= BRIEF =
Indicate how many lines in the listing below contain the word "instead". No other output is permitted.

= RECORDED DATA =
__________________________________________________

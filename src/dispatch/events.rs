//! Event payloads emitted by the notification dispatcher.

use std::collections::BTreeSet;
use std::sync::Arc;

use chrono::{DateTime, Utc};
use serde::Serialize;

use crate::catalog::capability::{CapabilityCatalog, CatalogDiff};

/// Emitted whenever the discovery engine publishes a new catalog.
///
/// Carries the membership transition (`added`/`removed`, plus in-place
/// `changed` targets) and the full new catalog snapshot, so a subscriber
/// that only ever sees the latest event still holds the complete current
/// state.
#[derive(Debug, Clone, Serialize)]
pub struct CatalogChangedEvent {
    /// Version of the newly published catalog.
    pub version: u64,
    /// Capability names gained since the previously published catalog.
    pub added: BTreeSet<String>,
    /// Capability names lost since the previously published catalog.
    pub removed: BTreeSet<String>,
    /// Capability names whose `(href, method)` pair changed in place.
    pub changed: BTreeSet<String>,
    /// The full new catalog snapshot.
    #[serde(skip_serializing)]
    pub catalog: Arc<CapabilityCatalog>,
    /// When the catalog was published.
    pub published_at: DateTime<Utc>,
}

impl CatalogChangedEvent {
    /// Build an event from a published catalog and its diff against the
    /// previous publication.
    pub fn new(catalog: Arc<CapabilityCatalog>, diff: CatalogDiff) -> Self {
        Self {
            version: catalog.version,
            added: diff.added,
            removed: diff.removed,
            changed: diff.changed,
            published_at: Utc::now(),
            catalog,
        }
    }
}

__________________________________________________

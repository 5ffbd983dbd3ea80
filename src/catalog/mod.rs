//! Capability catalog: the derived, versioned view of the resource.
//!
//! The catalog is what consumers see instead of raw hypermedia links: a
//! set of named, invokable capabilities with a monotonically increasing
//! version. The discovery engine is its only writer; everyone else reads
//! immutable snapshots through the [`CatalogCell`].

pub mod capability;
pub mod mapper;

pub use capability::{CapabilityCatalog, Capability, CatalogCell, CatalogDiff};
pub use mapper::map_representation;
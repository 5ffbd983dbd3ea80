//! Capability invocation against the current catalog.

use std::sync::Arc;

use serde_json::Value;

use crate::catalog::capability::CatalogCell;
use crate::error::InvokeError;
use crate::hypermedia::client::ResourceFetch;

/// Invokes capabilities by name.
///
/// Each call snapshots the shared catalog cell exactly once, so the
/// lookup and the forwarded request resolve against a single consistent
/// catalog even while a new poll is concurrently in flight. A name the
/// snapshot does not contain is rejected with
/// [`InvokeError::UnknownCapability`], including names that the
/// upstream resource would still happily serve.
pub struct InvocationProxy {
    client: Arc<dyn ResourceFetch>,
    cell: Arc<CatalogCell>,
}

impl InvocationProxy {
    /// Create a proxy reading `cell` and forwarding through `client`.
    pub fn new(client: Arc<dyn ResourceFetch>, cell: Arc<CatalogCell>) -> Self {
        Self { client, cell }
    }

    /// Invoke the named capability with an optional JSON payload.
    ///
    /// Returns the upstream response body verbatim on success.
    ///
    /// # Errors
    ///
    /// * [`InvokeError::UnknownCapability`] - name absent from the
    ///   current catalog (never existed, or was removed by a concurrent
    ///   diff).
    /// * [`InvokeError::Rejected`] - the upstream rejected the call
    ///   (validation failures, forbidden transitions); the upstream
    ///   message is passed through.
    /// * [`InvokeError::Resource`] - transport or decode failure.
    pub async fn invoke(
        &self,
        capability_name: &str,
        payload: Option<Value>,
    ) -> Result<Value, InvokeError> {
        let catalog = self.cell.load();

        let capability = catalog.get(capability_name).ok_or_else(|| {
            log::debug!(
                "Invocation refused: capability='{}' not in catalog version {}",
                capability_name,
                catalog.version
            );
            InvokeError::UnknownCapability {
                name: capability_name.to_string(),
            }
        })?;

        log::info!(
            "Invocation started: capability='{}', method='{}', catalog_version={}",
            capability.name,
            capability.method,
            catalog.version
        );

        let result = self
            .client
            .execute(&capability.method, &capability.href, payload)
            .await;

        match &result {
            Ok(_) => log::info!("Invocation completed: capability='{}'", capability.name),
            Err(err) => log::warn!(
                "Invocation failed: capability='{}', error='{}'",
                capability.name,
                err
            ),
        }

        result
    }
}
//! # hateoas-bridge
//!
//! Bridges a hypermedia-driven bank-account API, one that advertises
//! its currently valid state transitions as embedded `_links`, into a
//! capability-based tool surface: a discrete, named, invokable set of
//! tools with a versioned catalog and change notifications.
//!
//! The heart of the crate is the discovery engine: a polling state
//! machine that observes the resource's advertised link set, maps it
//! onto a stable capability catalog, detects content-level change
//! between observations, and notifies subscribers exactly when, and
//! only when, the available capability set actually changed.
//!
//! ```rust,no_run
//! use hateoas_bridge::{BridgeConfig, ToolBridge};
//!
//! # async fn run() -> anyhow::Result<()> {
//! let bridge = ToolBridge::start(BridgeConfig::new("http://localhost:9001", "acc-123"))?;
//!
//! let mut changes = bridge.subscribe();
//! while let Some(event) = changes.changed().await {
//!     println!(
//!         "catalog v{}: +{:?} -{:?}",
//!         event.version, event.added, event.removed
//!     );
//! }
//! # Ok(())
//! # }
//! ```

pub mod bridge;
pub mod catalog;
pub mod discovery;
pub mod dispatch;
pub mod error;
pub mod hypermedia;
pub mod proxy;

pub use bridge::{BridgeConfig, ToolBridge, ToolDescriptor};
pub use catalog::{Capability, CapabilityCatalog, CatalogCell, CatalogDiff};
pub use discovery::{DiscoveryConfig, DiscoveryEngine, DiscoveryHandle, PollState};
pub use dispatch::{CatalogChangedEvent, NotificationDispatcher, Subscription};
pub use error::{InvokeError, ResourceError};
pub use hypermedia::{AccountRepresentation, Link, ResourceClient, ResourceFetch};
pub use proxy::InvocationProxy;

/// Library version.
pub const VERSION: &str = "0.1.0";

__________________________________________________

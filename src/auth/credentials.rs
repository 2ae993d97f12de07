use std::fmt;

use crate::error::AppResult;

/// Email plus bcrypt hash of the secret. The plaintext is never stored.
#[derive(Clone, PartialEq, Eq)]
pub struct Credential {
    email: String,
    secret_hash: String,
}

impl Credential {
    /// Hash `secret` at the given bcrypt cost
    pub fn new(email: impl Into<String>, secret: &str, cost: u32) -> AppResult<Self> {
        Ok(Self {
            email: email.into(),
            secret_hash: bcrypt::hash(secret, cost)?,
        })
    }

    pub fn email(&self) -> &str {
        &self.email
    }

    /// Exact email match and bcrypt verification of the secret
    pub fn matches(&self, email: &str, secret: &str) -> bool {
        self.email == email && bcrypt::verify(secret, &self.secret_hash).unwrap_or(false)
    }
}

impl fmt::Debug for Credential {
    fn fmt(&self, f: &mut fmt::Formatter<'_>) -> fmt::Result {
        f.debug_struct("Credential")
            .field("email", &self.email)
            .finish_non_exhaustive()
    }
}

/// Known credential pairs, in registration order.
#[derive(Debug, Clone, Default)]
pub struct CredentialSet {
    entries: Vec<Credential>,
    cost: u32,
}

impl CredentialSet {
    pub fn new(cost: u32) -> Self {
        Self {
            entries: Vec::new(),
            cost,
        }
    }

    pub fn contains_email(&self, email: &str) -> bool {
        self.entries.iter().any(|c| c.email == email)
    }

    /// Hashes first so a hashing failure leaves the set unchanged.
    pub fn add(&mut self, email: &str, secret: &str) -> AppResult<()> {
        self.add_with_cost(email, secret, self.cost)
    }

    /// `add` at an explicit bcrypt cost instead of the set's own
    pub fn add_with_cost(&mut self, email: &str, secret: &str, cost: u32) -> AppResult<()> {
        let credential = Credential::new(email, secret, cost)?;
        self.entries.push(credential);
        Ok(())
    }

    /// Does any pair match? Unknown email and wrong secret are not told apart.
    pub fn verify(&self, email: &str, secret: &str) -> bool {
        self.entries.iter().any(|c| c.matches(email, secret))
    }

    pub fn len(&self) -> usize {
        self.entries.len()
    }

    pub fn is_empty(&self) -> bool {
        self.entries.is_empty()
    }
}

__________________________________________________

= TASK OUTPUT =
2